令和のこの時代に、この詩集を手に取るロマンチストは何人いるんだろう。

詩集のはしがきで、恋愛の基本形は、人が人を恋うことで、その源には、ざわめく肉の欲があるという。そして恋が終わったあと残るのは、私のような誰か、誰かのような私。そして恋をしたらしいというわずかな痕跡だけだと。

確かになあと思う。恋している時の自分は自分だけど、ちょっと違う。恋をすると馬鹿になるとはいうけれど、振り返ってみてあれ、私あんなだったっけ、と思わない人はいないんじゃないかな。

そして、恋の根底にはざわめく肉の欲がある、というのも頷ける。大人になるほど、プラトニックというか、ピュアで混じり気のないものを綺麗に思ってしまいがちだけれど、幼稚園や小学生の時に経験した最初の初恋は、ピュアだけじゃなかったはず。近づきたい、触れたい、味わいたい。

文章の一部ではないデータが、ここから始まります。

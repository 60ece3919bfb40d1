// ============================================
// File: crates/palaver-core/src/crypto/replay.rs
// ============================================
//! # Replay Window
//!
//! ## Creation Reason
//! A captured Data line re-posted to the channel would otherwise decrypt
//! a second time. Each inbound direction tracks the counters it has
//! accepted.
//!
//! ## Algorithm
//! ```text
//!   bit 63 ............................ bit 0
//!   ┌──────────────────────────────────────┐
//!   │ seen(highest-63)  ...   seen(highest)│
//!   └──────────────────────────────────────┘
//!
//! counter > highest          → accept, shift window forward
//! highest-63 <= counter      → accept once (bit clear), else replay
//! counter < highest-63 or 0  → reject (too old)
//! ```
//!
//! ## ⚠️ Important Note for Next Developer
//! - Record a counter only AFTER its packet authenticated, otherwise a
//!   forged packet can burn legitimate counters.
//!
//! ## Last Modified
//! v0.1.0 - Initial replay tracking

use crate::error::{CoreError, Result};

/// Number of counters tracked behind the highest one seen.
pub const REPLAY_WINDOW_SIZE: u64 = 64;

/// Sliding window anti-replay state for one inbound direction.
#[derive(Debug, Clone, Default)]
pub struct ReplayWindow {
    /// Highest counter accepted so far, 0 before the first packet.
    highest: u64,
    /// Bit `n` set means `highest - n` was accepted.
    seen: u64,
}

impl ReplayWindow {
    /// Creates an empty window.
    #[must_use]
    pub const fn new() -> Self {
        Self { highest: 0, seen: 0 }
    }

    /// Accepts and records `counter`, or explains why it is rejected.
    ///
    /// # Errors
    /// `ReplayDetected` for counter 0, duplicates and counters that fell
    /// out of the window.
    pub fn check_and_record(&mut self, counter: u64) -> Result<()> {
        if counter == 0 {
            return Err(CoreError::replay(counter, self.highest));
        }

        if counter > self.highest {
            let advance = counter - self.highest;
            self.seen = if advance >= REPLAY_WINDOW_SIZE {
                0
            } else {
                self.seen << advance
            };
            self.seen |= 1;
            self.highest = counter;
            return Ok(());
        }

        let offset = self.highest - counter;
        if offset >= REPLAY_WINDOW_SIZE {
            return Err(CoreError::replay(counter, self.highest));
        }

        let bit = 1u64 << offset;
        if self.seen & bit != 0 {
            return Err(CoreError::replay(counter, self.highest));
        }
        self.seen |= bit;
        Ok(())
    }

    /// Returns the highest accepted counter.
    #[must_use]
    pub const fn highest_seen(&self) -> u64 {
        self.highest
    }
}
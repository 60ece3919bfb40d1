// ============================================
// File: crates/palaver-agent/src/services/mod.rs
// ============================================
//! # Agent Services
//!
//! ## Creation Reason
//! Holds the state the orchestrator mutates, separated from the control
//! logic that drives it.
//!
//! ### Submodules
//! - [`registry`]: per-peer sessions and their lifecycle state
//! - [`fragments`]: reassembly of split protocol messages
//!
//! ## ⚠️ Important Note for Next Developer
//! - Neither service locks internally; both live behind the orchestrator's
//!   single mutex
//!
//! ## Last Modified
//! v0.1.0 - Initial services structure

pub mod fragments;
pub mod registry;

// Re-export primary types
pub use fragments::{FragmentLimits, FragmentReassembler};
pub use registry::{PeerSession, SessionRegistry, SessionState};
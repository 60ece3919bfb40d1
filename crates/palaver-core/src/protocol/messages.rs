// ============================================
// File: crates/palaver-core/src/protocol/messages.rs
// ============================================
//! # Protocol Message Definitions
//!
//! ## Creation Reason
//! Defines the binary messages two palaver peers exchange inside armored
//! chat lines.
//!
//! ## Main Functionality
//! - `MessageType`: Enum for message type identification
//! - `Offer`: Initiator's handshake message
//! - `Ack`: Responder's handshake answer
//! - `Packet`: Encrypted Data / Close message
//!
//! ## Message Sizes
//! | Message | Size (bytes) |
//! |---------|--------------|
//! | Offer | 138 |
//! | Ack | 146 |
//! | Packet header | 25 |
//!
//! ## Wire Format (Little Endian)
//! All multi-byte integers are encoded in little-endian byte order.
//!
//! ## ⚠️ Important Note for Next Developer
//! - Field order is covered by signatures and AAD, DO NOT reorder
//!   without a version bump
//! - Add new message types at the end of the enum
//!
//! ## Last Modified
//! v0.1.0 - Initial message definitions

use serde::{Deserialize, Serialize};

use palaver_common::types::SESSION_ID_SIZE;

use crate::crypto::{ED25519_PUBLIC_KEY_SIZE, ED25519_SIGNATURE_SIZE, X25519_PUBLIC_KEY_SIZE};

// ============================================
// Message Size Constants
// ============================================

/// Size of an Offer message in bytes.
pub const OFFER_SIZE: usize = 138;

/// Size of an Ack message in bytes.
pub const ACK_SIZE: usize = 146;

/// Size of a Packet header in bytes (type + session id + counter).
pub const PACKET_HEADER_SIZE: usize = 25;

// ============================================
// MessageType
// ============================================

/// Protocol message type identifier.
///
/// # Values
/// | Value | Type |
/// |-------|------|
/// | 0x01 | Offer |
/// | 0x02 | Ack |
/// | 0x03 | Data |
/// | 0x04 | Close |
#[derive(Debug, Clone, Copy, PartialEq, Eq, Hash, Serialize, Deserialize)]
#[repr(u8)]
pub enum MessageType {
    /// Initiator's handshake message.
    Offer = 0x01,
    /// Responder's handshake answer.
    Ack = 0x02,
    /// Encrypted application payload.
    Data = 0x03,
    /// Authenticated session teardown.
    Close = 0x04,
}

impl MessageType {
    /// Converts a byte to a `MessageType`, `None` if unknown.
    #[must_use]
    pub const fn from_byte(byte: u8) -> Option<Self> {
        match byte {
            0x01 => Some(Self::Offer),
            0x02 => Some(Self::Ack),
            0x03 => Some(Self::Data),
            0x04 => Some(Self::Close),
            _ => None,
        }
    }

    /// Converts the `MessageType` to its byte representation.
    #[must_use]
    pub const fn as_byte(&self) -> u8 {
        *self as u8
    }

    /// Checks if this is a handshake message.
    #[must_use]
    pub const fn is_handshake(&self) -> bool {
        matches!(self, Self::Offer | Self::Ack)
    }

    /// Checks if this message travels inside an established session.
    #[must_use]
    pub const fn is_packet(&self) -> bool {
        matches!(self, Self::Data | Self::Close)
    }
}

impl TryFrom<u8> for MessageType {
    type Error = u8;

    fn try_from(value: u8) -> Result<Self, Self::Error> {
        Self::from_byte(value).ok_or(value)
    }
}

impl From<MessageType> for u8 {
    fn from(msg_type: MessageType) -> Self {
        msg_type.as_byte()
    }
}

// ============================================
// Offer
// ============================================

/// Initiator's handshake message.
///
/// # Wire Format (138 bytes)
/// ```text
/// ┌────────────────────────────────────────────┐
/// │ message_type (1 byte)         │ 0x01       │
/// ├────────────────────────────────────────────┤
/// │ version (1 byte)              │ Protocol   │
/// ├────────────────────────────────────────────┤
/// │ identity_key (32 bytes)       │ Ed25519    │
/// ├────────────────────────────────────────────┤
/// │ ephemeral_key (32 bytes)      │ X25519     │
/// ├────────────────────────────────────────────┤
/// │ timestamp (8 bytes)           │ Unix secs  │
/// ├────────────────────────────────────────────┤
/// │ signature (64 bytes)          │ Ed25519    │
/// └────────────────────────────────────────────┘
/// ```
///
/// # Signature Covers
/// All fields except the signature itself.
#[derive(Debug, Clone, PartialEq, Eq)]
pub struct Offer {
    /// Message type (always 0x01).
    pub message_type: u8,
    /// Protocol version.
    pub version: u8,
    /// Initiator's Ed25519 identity key.
    pub identity_key: [u8; ED25519_PUBLIC_KEY_SIZE],
    /// Initiator's X25519 ephemeral key.
    pub ephemeral_key: [u8; X25519_PUBLIC_KEY_SIZE],
    /// Unix timestamp in seconds.
    pub timestamp: i64,
    /// Ed25519 signature over the above fields.
    pub signature: [u8; ED25519_SIGNATURE_SIZE],
}

impl Offer {
    /// Creates an unsigned Offer; the handshake module fills in the signature.
    #[must_use]
    pub fn new(
        version: u8,
        identity_key: [u8; ED25519_PUBLIC_KEY_SIZE],
        ephemeral_key: [u8; X25519_PUBLIC_KEY_SIZE],
        timestamp: i64,
    ) -> Self {
        Self {
            message_type: MessageType::Offer.as_byte(),
            version,
            identity_key,
            ephemeral_key,
            timestamp,
            signature: [0u8; ED25519_SIGNATURE_SIZE],
        }
    }

    /// Returns the serialized size of an Offer.
    #[must_use]
    pub const fn wire_size() -> usize {
        OFFER_SIZE
    }
}

// ============================================
// Ack
// ============================================

/// Responder's handshake answer.
///
/// # Wire Format (146 bytes)
/// ```text
/// ┌────────────────────────────────────────────┐
/// │ message_type (1 byte)         │ 0x02       │
/// ├────────────────────────────────────────────┤
/// │ version (1 byte)              │ Protocol   │
/// ├────────────────────────────────────────────┤
/// │ identity_key (32 bytes)       │ Ed25519    │
/// ├────────────────────────────────────────────┤
/// │ ephemeral_key (32 bytes)      │ X25519     │
/// ├────────────────────────────────────────────┤
/// │ session_id (16 bytes)         │ Random     │
/// ├────────────────────────────────────────────┤
/// │ signature (64 bytes)          │ Ed25519    │
/// └────────────────────────────────────────────┘
/// ```
///
/// # Signature Covers
/// All fields except the signature, followed by the offer's identity and
/// ephemeral keys, so an Ack only verifies against the Offer it answers.
#[derive(Debug, Clone, PartialEq, Eq)]
pub struct Ack {
    /// Message type (always 0x02).
    pub message_type: u8,
    /// Protocol version.
    pub version: u8,
    /// Responder's Ed25519 identity key.
    pub identity_key: [u8; ED25519_PUBLIC_KEY_SIZE],
    /// Responder's X25519 ephemeral key.
    pub ephemeral_key: [u8; X25519_PUBLIC_KEY_SIZE],
    /// Session identifier chosen by the responder.
    pub session_id: [u8; SESSION_ID_SIZE],
    /// Ed25519 signature.
    pub signature: [u8; ED25519_SIGNATURE_SIZE],
}

impl Ack {
    /// Creates an unsigned Ack; the handshake module fills in the signature.
    #[must_use]
    pub fn new(
        version: u8,
        identity_key: [u8; ED25519_PUBLIC_KEY_SIZE],
        ephemeral_key: [u8; X25519_PUBLIC_KEY_SIZE],
        session_id: [u8; SESSION_ID_SIZE],
    ) -> Self {
        Self {
            message_type: MessageType::Ack.as_byte(),
            version,
            identity_key,
            ephemeral_key,
            session_id,
            signature: [0u8; ED25519_SIGNATURE_SIZE],
        }
    }

    /// Returns the serialized size of an Ack.
    #[must_use]
    pub const fn wire_size() -> usize {
        ACK_SIZE
    }
}

// ============================================
// Packet
// ============================================

/// Encrypted message inside an established session.
///
/// # Wire Format (25 bytes header + ciphertext)
/// ```text
/// ┌────────────────────────────────────────────┐
/// │ message_type (1 byte)         │ 0x03/0x04  │
/// ├────────────────────────────────────────────┤
/// │ session_id (16 bytes)         │ AAD        │
/// ├────────────────────────────────────────────┤
/// │ counter (8 bytes)             │ Nonce      │
/// ├────────────────────────────────────────────┤
/// │ ciphertext (variable)         │ AEAD       │
/// │ └─ includes 16-byte auth tag  │            │
/// └────────────────────────────────────────────┘
/// ```
///
/// A Close packet carries an empty plaintext, so its ciphertext is just
/// the tag. Type byte and session id together form the AAD.
#[derive(Debug, Clone, PartialEq, Eq)]
pub struct Packet {
    /// `Data` or `Close`.
    pub message_type: MessageType,
    /// Session identifier.
    pub session_id: [u8; SESSION_ID_SIZE],
    /// Per-direction counter, starts at 1.
    pub counter: u64,
    /// Ciphertext including the Poly1305 tag.
    pub ciphertext: Vec<u8>,
}

impl Packet {
    /// Creates a new packet.
    #[must_use]
    pub fn new(
        message_type: MessageType,
        session_id: [u8; SESSION_ID_SIZE],
        counter: u64,
        ciphertext: Vec<u8>,
    ) -> Self {
        Self {
            message_type,
            session_id,
            counter,
            ciphertext,
        }
    }

    /// Builds the associated data for a packet of the given type.
    #[must_use]
    pub fn associated_data(
        message_type: MessageType,
        session_id: &[u8; SESSION_ID_SIZE],
    ) -> [u8; 1 + SESSION_ID_SIZE] {
        let mut aad = [0u8; 1 + SESSION_ID_SIZE];
        aad[0] = message_type.as_byte();
        aad[1..].copy_from_slice(session_id);
        aad
    }

    /// Returns the header size (excluding ciphertext).
    #[must_use]
    pub const fn header_size() -> usize {
        PACKET_HEADER_SIZE
    }

    /// Returns the total wire size of this packet.
    #[must_use]
    pub fn wire_size(&self) -> usize {
        PACKET_HEADER_SIZE + self.ciphertext.len()
    }
}

// ============================================
// Tests
// ============================================

#[cfg(test)]
mod tests {
    use super::*;

    #[test]
    fn test_message_type_roundtrip() {
        for msg_type in [
            MessageType::Offer,
            MessageType::Ack,
            MessageType::Data,
            MessageType::Close,
        ] {
            let restored = MessageType::from_byte(msg_type.as_byte()).unwrap();
            assert_eq!(msg_type, restored);
        }
    }

    #[test]
    fn test_message_type_unknown() {
        assert!(MessageType::from_byte(0x00).is_none());
        assert_eq!(MessageType::try_from(0xFF), Err(0xFF));
    }

    #[test]
    fn test_message_type_classification() {
        assert!(MessageType::Offer.is_handshake());
        assert!(MessageType::Ack.is_handshake());
        assert!(!MessageType::Data.is_handshake());

        assert!(MessageType::Data.is_packet());
        assert!(MessageType::Close.is_packet());
        assert!(!MessageType::Offer.is_packet());
    }

    #[test]
    fn test_sizes_match_layout() {
        // 1 + 1 + 32 + 32 + 8 + 64
        assert_eq!(Offer::wire_size(), 138);
        // 1 + 1 + 32 + 32 + 16 + 64
        assert_eq!(Ack::wire_size(), 146);
        // 1 + 16 + 8
        assert_eq!(Packet::header_size(), 25);

        let packet = Packet::new(MessageType::Data, [0u8; 16], 1, vec![0u8; 40]);
        assert_eq!(packet.wire_size(), 65);
    }

    #[test]
    fn test_associated_data_binds_type() {
        let sid = [7u8; 16];
        let data = Packet::associated_data(MessageType::Data, &sid);
        let close = Packet::associated_data(MessageType::Close, &sid);
        assert_ne!(data, close);
        assert_eq!(&data[1..], &sid);
    }
}
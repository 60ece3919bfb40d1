// ============================================
// File: crates/palaver-transport/src/lib.rs
// ============================================
//! # Palaver Transport - Chat Line Layer
//!
//! ## Creation Reason
//! Provides everything between the raw text of a chat connection and the
//! structured (sender, target, text) view the orchestrator works with.
//!
//! ## Main Functionality
//!
//! ### Modules
//! - [`line`]: inbound parsing, outbound lines, length splitting
//! - [`traits`]: `LineTransport` abstraction
//! - [`mock`]: in-memory transport for tests
//! - [`stdio`]: stdin/stdout binding used by the agent binary
//! - [`error`]: Transport-specific error types
//!
//! ## Architecture Position
//! ```text
//! ┌─────────────────────────────────────────────────────┐
//! │               palaver-agent                         │
//! │                    │                                │
//! │         ┌──────────┴──────────┐                     │
//! │         ▼                     ▼                     │
//! │   palaver-core         palaver-transport            │
//! │                        You are here ◄──             │
//! │         │                     │                     │
//! │         └──────────┬──────────┘                     │
//! │                    ▼                                │
//! │             palaver-common                          │
//! └─────────────────────────────────────────────────────┘
//! ```
//!
//! ## ⚠️ Important Note for Next Developer
//! - Always use traits for testability
//! - The parser is transport-specific, keep its output transport-agnostic
//!
//! ## Last Modified
//! v0.1.0 - Initial transport layer implementation

#![warn(missing_docs)]
#![warn(clippy::all)]
#![warn(clippy::pedantic)]
#![allow(clippy::module_name_repetitions)]

pub mod error;
pub mod line;
pub mod mock;
pub mod stdio;
pub mod traits;

// Re-export primary types
pub use error::{Result, TransportError};
pub use line::{parse_nick, InboundLine, LineParser, OutboundLine, DEFAULT_COMMAND};
pub use mock::MockLineTransport;
pub use stdio::StdioTransport;
pub use traits::LineTransport;
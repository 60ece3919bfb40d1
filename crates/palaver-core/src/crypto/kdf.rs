// ============================================
// File: crates/palaver-core/src/crypto/kdf.rs
// ============================================
//! # Key Derivation Functions
//!
//! ## Creation Reason
//! Turns the X25519 shared secret of a handshake into two directional
//! ChaCha20-Poly1305 keys.
//!
//! ## Main Functionality
//! - `derive_session_keys`: HKDF-SHA256 over the shared secret, bound to
//!   both identity keys
//! - `hkdf_expand`: raw HKDF helper
//!
//! ## Key Layout
//! ```text
//! HKDF-SHA256(salt = HKDF_SALT,
//!             ikm  = shared_secret,
//!             info = HKDF_INFO_PREFIX || initiator_id || responder_id)
//!   ─► 64 bytes
//!      ├─ [0..32]  initiator → responder
//!      └─ [32..64] responder → initiator
//! ```
//!
//! ## ⚠️ Important Note for Next Developer
//! - Both sides MUST pass the identities in the same order (initiator
//!   first), regardless of which side is deriving.
//!
//! ## Last Modified
//! v0.1.0 - Directional key derivation

use hkdf::Hkdf;
use sha2::Sha256;
use zeroize::Zeroize;

use super::{CHACHA20_KEY_SIZE, ED25519_PUBLIC_KEY_SIZE, HKDF_INFO_PREFIX, HKDF_SALT};
use crate::crypto::SessionKey;
use crate::error::{CoreError, Result};

// ============================================
// SessionKeys
// ============================================

/// The pair of directional keys for one session.
#[derive(Debug, Clone, PartialEq, Eq)]
pub struct SessionKeys {
    /// Key protecting traffic sent by the initiator.
    pub initiator_to_responder: SessionKey,
    /// Key protecting traffic sent by the responder.
    pub responder_to_initiator: SessionKey,
}

impl SessionKeys {
    /// Splits the pair into `(send, receive)` for the given role.
    #[must_use]
    pub fn for_role(self, is_initiator: bool) -> (SessionKey, SessionKey) {
        if is_initiator {
            (self.initiator_to_responder, self.responder_to_initiator)
        } else {
            (self.responder_to_initiator, self.initiator_to_responder)
        }
    }
}

// ============================================
// Key Derivation
// ============================================

/// Derives both directional session keys from the X25519 shared secret.
///
/// # Arguments
/// * `shared_secret` - 32-byte X25519 Diffie-Hellman output
/// * `initiator_public` - Ed25519 identity of the side that sent the Offer
/// * `responder_public` - Ed25519 identity of the side that sent the Ack
///
/// # Errors
/// Returns `KeyDerivation` if HKDF expansion fails.
pub fn derive_session_keys(
    shared_secret: &[u8; 32],
    initiator_public: &[u8; ED25519_PUBLIC_KEY_SIZE],
    responder_public: &[u8; ED25519_PUBLIC_KEY_SIZE],
) -> Result<SessionKeys> {
    let mut info = Vec::with_capacity(HKDF_INFO_PREFIX.len() + ED25519_PUBLIC_KEY_SIZE * 2);
    info.extend_from_slice(HKDF_INFO_PREFIX);
    info.extend_from_slice(initiator_public);
    info.extend_from_slice(responder_public);

    let mut okm = hkdf_expand(shared_secret, HKDF_SALT, &info, CHACHA20_KEY_SIZE * 2)?;
    info.zeroize();

    let mut i2r = [0u8; CHACHA20_KEY_SIZE];
    let mut r2i = [0u8; CHACHA20_KEY_SIZE];
    i2r.copy_from_slice(&okm[..CHACHA20_KEY_SIZE]);
    r2i.copy_from_slice(&okm[CHACHA20_KEY_SIZE..]);
    okm.zeroize();

    Ok(SessionKeys {
        initiator_to_responder: SessionKey::from_bytes(i2r),
        responder_to_initiator: SessionKey::from_bytes(r2i),
    })
}

/// Expands input keying material to `output_len` bytes with HKDF-SHA256.
///
/// # Errors
/// Returns `KeyDerivation` if `output_len` exceeds 255 * 32 bytes.
pub fn hkdf_expand(
    input_key_material: &[u8],
    salt: &[u8],
    info: &[u8],
    output_len: usize,
) -> Result<Vec<u8>> {
    let hk = Hkdf::<Sha256>::new(Some(salt), input_key_material);

    let mut output = vec![0u8; output_len];
    hk.expand(info, &mut output)
        .map_err(|_| CoreError::KeyDerivation {
            reason: format!("HKDF expansion failed for {output_len} bytes"),
        })?;

    Ok(output)
}

// ============================================
// Tests
// ============================================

恋は本来そういう動物的な匂いが濃いものな気がする。

私が一番好きな詩は、三角みづ紀さんのプレゼント

もしかしたら
わたしは本当は
おらんひとなのかもしれん
疑ってしまうのだ

台所の床の上で
乱暴なセックスをしたら
わたしたち
もう原型をとどめて
いなかって、
いなかった

プレゼント 三角みづ紀


恋の感触を探っていくように

“わたし”に潜り込んでいくスリリングな詩。

詩とか物語とか、過去の人のお話しとか、そういうのって本屋さんでバーン!と売り出されている自己啓発本に比べたら、現実の世界では“無駄”だったり、“余計”だったり、“非効率”だったりするのかもしれない。

だけど最近ちょっと心のバランスを崩したときに、はっ!と気がついたんです。
心には、そういう“無駄”とか“余計”とか、はたまた“非効率”なんてものだけが触れられる場所があるなって。

ちょっと疲れた方。この詩集をどうぞ。